Oleh Fatihaturraudhah Ahmad
SUARA melengking dari mulut perempuan yang biasa disebut “Umi Pembina Asrama” itu membuat tanganku ingin menutup telinga secepat mungkin. Bagaimana tidak? Umi membangunkan kami pada pukul setengah empat pagi. Mungkin, ini memang sudah menjadi kebiasaan di sekolah yang memiliki sistem asrama. Namun, bagiku, ini adalah hal yang menyebalkan.
Sebenarnya aku tidak ingin melanjutkan masa SMA-ku yang seharusnya asyik ini di pondok pesantren yang malah membuat masa ini menjadi tidak menyenangkan.
“Huffttttt!” Aku menghela nafas gusar lalu beranjak dari ranjang ternyaman menuju ke kamar mandi. Selanjutnya, yang paling aku benci di asrama ini adalah, mengantre. Di asrama, semuanya harus mengantre. Ini memang mengajarkan kami untuk bersabar, namun bagi orang seperti diriku yang memiliki kesabaran setipis tissue pastinya akan terasa sangat menyebalkan.
“Vitara Asy-Syifa!” Panggil Umi, mengabsen untuk salat Tahajud berjamaah. Aku pun mengangkat tangan menunjukkan diriku bahwa aku telah selesai berwudu. Kami pun salat Tahajud berjamaah, untungnya aku tidak pernah tertidur saat meakukan ibadah sunnah satu ini, berbeda dengan teman-temanku yang terkadang sudah tertidur saat sujud terakhir.
Rutinitas selanjutnya adalah membaca Al-Qur’an dan menghafalnya. Ini adalah yang aku suka. Dengan membaca Al-Qur’an di pagi hari membuat hatiku tenang, walaupun hatiku masih belum ikhlas untuk sekolah di pondok pesantren ini. Aku mulai menghafal Al-Qur’an sejak aku bersekolah di sini. Mungkin kalau tidak sekolah di sini aku tidak akan pernah menghafalnya. Salah satu sisi positif yang aku ambil.
Dan, sekarang, sudah menunjukkan pukul 04.30 WIB. Pasti kami akan disuruh mandi, hanya sampai pukul 05.15 WIB. Aku pun mengantre lagi dan lagi. Setelah itu, aku bersiap-siap sarapan dan langsung ke sekolah, dengan tidak semangat.
“Hei, Tara!” sapa Olif, teman sebangkuku.

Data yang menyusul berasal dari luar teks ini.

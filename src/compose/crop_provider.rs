use std::fmt;
use std::str::FromStr;

use crate::foundation::core::{CropRect, PixelSize};
use crate::foundation::error::{CompositorError, CompositorResult};

/// Anything that can hand the compositor a crop rectangle in source pixels.
///
/// Interactive crop widgets sit behind this trait; only the resulting rectangle matters here.
pub trait CropProvider {
    /// Produce the crop rectangle for a source of `source` pixels.
    fn crop_rect(&self, source: PixelSize) -> CompositorResult<CropRect>;
}

/// A free-form rectangle chosen by the user, passed through unchanged.
#[derive(Clone, Copy, Debug, PartialEq)]
pub struct FreeformCrop {
    /// Rectangle in source pixel coordinates.
    pub rect: CropRect,
}

impl FreeformCrop {
    /// Wrap a rectangle.
    pub fn new(rect: CropRect) -> Self {
        Self { rect }
    }
}

impl CropProvider for FreeformCrop {
    fn crop_rect(&self, _source: PixelSize) -> CompositorResult<CropRect> {
        Ok(self.rect)
    }
}

/// Named aspect ratios offered by the editor.
#[derive(Clone, Copy, Debug, PartialEq, Eq, Hash)]
pub enum AspectPreset {
    /// Keep the source aspect ratio.
    Original,
    /// 1:1.
    Square,
    /// 4:5.
    Portrait,
    /// 16:9.
    Landscape,
    /// 9:16.
    Story,
}

impl AspectPreset {
    /// Every preset in menu order.
    pub const ALL: [AspectPreset; 5] = [
        AspectPreset::Original,
        AspectPreset::Square,
        AspectPreset::Portrait,
        AspectPreset::Landscape,
        AspectPreset::Story,
    ];

    /// Width / height, or `None` for [`AspectPreset::Original`].
    pub fn ratio(self) -> Option<f64> {
        match self {
            AspectPreset::Original => None,
            AspectPreset::Square => Some(1.0),
            AspectPreset::Portrait => Some(4.0 / 5.0),
            AspectPreset::Landscape => Some(16.0 / 9.0),
            AspectPreset::Story => Some(9.0 / 16.0),
        }
    }

    /// Lowercase identifier.
    pub fn name(self) -> &'static str {
        match self {
            AspectPreset::Original => "original",
            AspectPreset::Square => "square",
            AspectPreset::Portrait => "portrait",
            AspectPreset::Landscape => "landscape",
            AspectPreset::Story => "story",
        }
    }
}

impl fmt::Display for AspectPreset {
    fn fmt(&self, f: &mut fmt::Formatter<'_>) -> fmt::Result {
        f.write_str(self.name())
    }
}

impl FromStr for AspectPreset {
    type Err = CompositorError;

    fn from_str(s: &str) -> Result<Self, Self::Err> {
        let preset = match s.trim().to_ascii_lowercase().as_str() {
            "original" => AspectPreset::Original,
            "square" | "1:1" => AspectPreset::Square,
            "portrait" | "4:5" => AspectPreset::Portrait,
            "landscape" | "16:9" => AspectPreset::Landscape,
            "story" | "9:16" => AspectPreset::Story,
            other => {
                return Err(CompositorError::validation(format!(
                    "unknown aspect preset '{other}'"
                )));
            }
        };
        Ok(preset)
    }
}

/// Fixed-aspect crop sized to fit the source, then zoomed and panned.
#[derive(Clone, Copy, Debug, PartialEq)]
pub struct AspectCrop {
    /// Width / height; `None` keeps the source ratio.
    pub aspect: Option<f64>,
    /// Zoom factor in `1.0..=3.0`; the rectangle shrinks by this factor.
    pub zoom: f64,
    /// Horizontal and vertical pan in `[-1, 1]` as a fraction of the free space.
    pub pan: (f64, f64),
}

impl AspectCrop {
    /// Smallest accepted zoom.
    pub const MIN_ZOOM: f64 = 1.0;
    /// Largest accepted zoom.
    pub const MAX_ZOOM: f64 = 3.0;

    /// Centered, unzoomed crop of the given ratio.
    pub fn new(aspect: Option<f64>) -> Self {
        Self {
            aspect,
            zoom: Self::MIN_ZOOM,
            pan: (0.0, 0.0),
        }
    }

    /// Centered, unzoomed crop for a preset.
    pub fn preset(preset: AspectPreset) -> Self {
        Self::new(preset.ratio())
    }

    /// Same crop with a different zoom.
    pub fn with_zoom(mut self, zoom: f64) -> Self {
        self.zoom = zoom;
        self
    }

    /// Same crop with a different pan.
    pub fn with_pan(mut self, x: f64, y: f64) -> Self {
        self.pan = (x, y);
        self
    }

    fn validate(&self) -> CompositorResult<()> {
        if let Some(r) = self.aspect
            && !(r.is_finite() && r > 0.0)
        {
            return Err(CompositorError::validation(format!(
                "aspect ratio must be finite and > 0, got {r}"
            )));
        }
        if !(Self::MIN_ZOOM..=Self::MAX_ZOOM).contains(&self.zoom) {
            return Err(CompositorError::validation(format!(
                "zoom must be in [{}, {}], got {}",
                Self::MIN_ZOOM,
                Self::MAX_ZOOM,
                self.zoom
            )));
        }
        let (px, py) = self.pan;
        if !(-1.0..=1.0).contains(&px) || !(-1.0..=1.0).contains(&py) {
            return Err(CompositorError::validation(format!(
                "pan must be in [-1, 1], got ({px}, {py})"
            )));
        }
        Ok(())
    }
}

impl CropProvider for AspectCrop {
    fn crop_rect(&self, source: PixelSize) -> CompositorResult<CropRect> {
        self.validate()?;
        if source.is_empty() {
            return Err(CompositorError::validation("cannot fit a crop into an empty source"));
        }
        let sw = f64::from(source.width);
        let sh = f64::from(source.height);
        let (mut w, mut h) = match self.aspect {
            None => (sw, sh),
            Some(ratio) if sw / sh > ratio => (sh * ratio, sh),
            Some(ratio) => (sw, sw / ratio),
        };
        w /= self.zoom;
        h /= self.zoom;

        let slack_x = (sw - w).max(0.0);
        let slack_y = (sh - h).max(0.0);
        let x = (slack_x * 0.5 * (1.0 + self.pan.0)).clamp(0.0, slack_x);
        let y = (slack_y * 0.5 * (1.0 + self.pan.1)).clamp(0.0, slack_y);
        Ok(CropRect::new(x, y, w, h))
    }
}

#[cfg(test)]
#[path = "../../tests/unit/compose/crop_provider.rs"]
mod tests;
use std::io::Cursor;

use super::*;

fn png_bytes(w: u32, h: u32, px: [u8; 4]) -> Vec<u8> {
    let img = image::RgbaImage::from_pixel(w, h, image::Rgba(px));
    let mut buf = Vec::new();
    image::DynamicImage::ImageRgba8(img)
        .write_to(&mut Cursor::new(&mut buf), image::ImageFormat::Png)
        .unwrap();
    buf
}

#[test]
fn decode_image_png_dimensions_and_premul() {
    let prepared = decode_image(&png_bytes(1, 1, [100, 50, 200, 128])).unwrap();
    assert_eq!(prepared.size, PixelSize::new(1, 1));
    assert_eq!(
        prepared.rgba8_premul.as_slice(),
        &[
            ((100u16 * 128 + 127) / 255) as u8,
            ((50u16 * 128 + 127) / 255) as u8,
            ((200u16 * 128 + 127) / 255) as u8,
            128u8
        ]
    );
}

#[test]
fn pending_source_is_unavailable_until_decoded() {
    let src = SourceImage::from_bytes(png_bytes(3, 2, [1, 2, 3, 255]));
    assert!(!src.is_decoded());
    assert!(src.size().is_none());
    assert!(matches!(
        src.pixels().unwrap_err(),
        CompositorError::SourceUnavailable(_)
    ));

    assert_eq!(src.decode().unwrap(), PixelSize::new(3, 2));
    assert!(src.is_decoded());
    assert_eq!(src.decode().unwrap(), PixelSize::new(3, 2));
    assert_eq!(src.pixels().unwrap().rgba8_premul().len(), 3 * 2 * 4);
}

#[test]
fn garbage_bytes_fail_and_stay_pending() {
    let src = SourceImage::from_bytes(b"not an image".to_vec());
    assert!(matches!(src.decode().unwrap_err(), CompositorError::Other(_)));
    assert!(!src.is_decoded());

    let empty = SourceImage::from_bytes(Vec::new());
    assert!(empty.decode().is_err());
}

#[test]
fn from_rgba8_checks_length() {
    assert!(SourceImage::from_rgba8(2, 2, vec![0; 15]).is_err());
    assert!(SourceImage::from_rgba8(0, 2, Vec::new()).is_err());
    let src = SourceImage::from_rgba8(2, 1, vec![255, 0, 0, 255, 0, 0, 255, 51]).unwrap();
    assert!(src.is_decoded());
    assert_eq!(
        src.pixels().unwrap().rgba8_premul(),
        &[255, 0, 0, 255, 0, 0, 51, 51]
    );
}

#[test]
fn unpremultiply_inverts_premultiply_for_opaque_and_half() {
    let mut px = vec![200u8, 100, 50, 255, 200, 100, 50, 128];
    let orig = px.clone();
    premultiply_rgba8_in_place(&mut px);
    unpremultiply_rgba8_in_place(&mut px);
    for (a, b) in px.iter().zip(orig.iter()) {
        assert!((i16::from(*a) - i16::from(*b)).abs() <= 1);
    }
}
use super::*;
use crate::effects::filter::FilterOp;

#[test]
fn parses_full_session_json() {
    let s = EditSession::from_json_str(
        r#"{
            "crop": {"x": 10, "y": 20, "width": 300.5, "height": 200},
            "filter": "grayscale(100%) brightness(1.2)",
            "watermark": {"text": "Pro", "font": "Georgia"},
            "quality": 0.9
        }"#,
    )
    .unwrap();
    assert_eq!(*s.crop(), CropRect::new(10.0, 20.0, 300.5, 200.0));
    assert_eq!(
        s.filter().unwrap().ops(),
        &[FilterOp::Grayscale(1.0), FilterOp::Brightness(1.2)]
    );
    let wm = s.watermark().unwrap();
    assert_eq!(wm.text, "Pro");
    assert_eq!(wm.font_family, "Georgia");
    assert_eq!(s.quality().get(), 0.9);
}

#[test]
fn quality_defaults_and_smart_compression() {
    let plain =
        EditSession::from_json_str(r#"{"crop": {"x": 0, "y": 0, "width": 1, "height": 1}}"#)
            .unwrap();
    assert_eq!(plain.quality(), Quality::MAX);
    assert!(plain.filter().is_none());
    assert!(plain.watermark().is_none());

    let smart = EditSession::from_json_str(
        r#"{"crop": {"x": 0, "y": 0, "width": 1, "height": 1}, "smart_compression": true}"#,
    )
    .unwrap();
    assert_eq!(smart.quality(), Quality::SMART);
}

#[test]
fn rejects_bad_sessions() {
    for json in [
        r#"{"crop": {"x": 0, "y": 0, "width": 1, "height": 1}, "quality": 1.5}"#,
        r#"{"crop": {"x": 0, "y": 0, "width": 1, "height": 1}, "quality": 0.5, "smart_compression": true}"#,
        r#"{"crop": {"x": 0, "y": 0, "width": 1, "height": 1}, "filter": "blur(3px)"}"#,
        r#"{"crop": {"x": 0, "y": 0, "width": 1, "height": 1}, "extra": 1}"#,
        r#"{"filter": "none"}"#,
        "not json",
    ] {
        let err = EditSession::from_json_str(json).unwrap_err();
        assert!(
            matches!(err, CompositorError::Validation(_)),
            "{json}: {err}"
        );
    }
}

#[test]
fn blank_watermark_and_identity_filter_are_dropped() {
    let s = EditSession::new(
        CropRect::new(0.0, 0.0, 2.0, 2.0),
        Some(FilterSpec::identity()),
        Some(WatermarkSpec::new("   ", "sans-serif")),
        Quality::MAX,
    );
    assert!(s.filter().is_none());
    assert!(s.watermark().is_none());
}

#[test]
fn serializes_back_to_loadable_json() {
    let s = EditSession::crop_only(CropRect::new(1.0, 2.0, 3.0, 4.0))
        .with_filter(FilterSpec::preset("sepia"))
        .with_quality(Quality::SMART);
    let json = serde_json::to_string(&s).unwrap();
    assert_eq!(EditSession::from_json_str(&json).unwrap(), s);
}

#[test]
fn from_path_reports_missing_file() {
    let err = EditSession::from_path("target/does-not-exist/session.json").unwrap_err();
    assert!(matches!(err, CompositorError::Validation(_)));
}
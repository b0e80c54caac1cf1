pub(crate) mod artifact;
pub(crate) mod jpeg;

“Apaan?” jawabku malas, masih ngantuk.
“Lemes banget. Kamu kenapa seperti enggak semangat gitu? Padahal kan sekarang lagi istirahat, harusnya bahagia tuh kek yang lain!” Olif menunjuk ke arah temen-temanku yang sedang tertawa terbahak-bahak.
“Aku ingin sekolah di SMA, bukan di sini! Tapi Bunda dan Ayah malah nyekolahin aku di sini. Enggak asyik banget!” ucapku kesal. Olif malah tertawa.
“Pondok itu asyik tau, Tara! Mungkin kamu ngerasa enggak asyik karena hati kamu belum ikhlas, bener kan?” Aku mengangguk.
“Sekarang aja aku udah otw 4 tahun mondok. Aku asyikin aja kok. Buktinya temen aku yang nyambungnya di sekolah luar malah pengen masuk pondok lagi.”
Aku ber-oh ria, dan bertanya, “Iyakah? Kok mereka pengen mondok lagi?”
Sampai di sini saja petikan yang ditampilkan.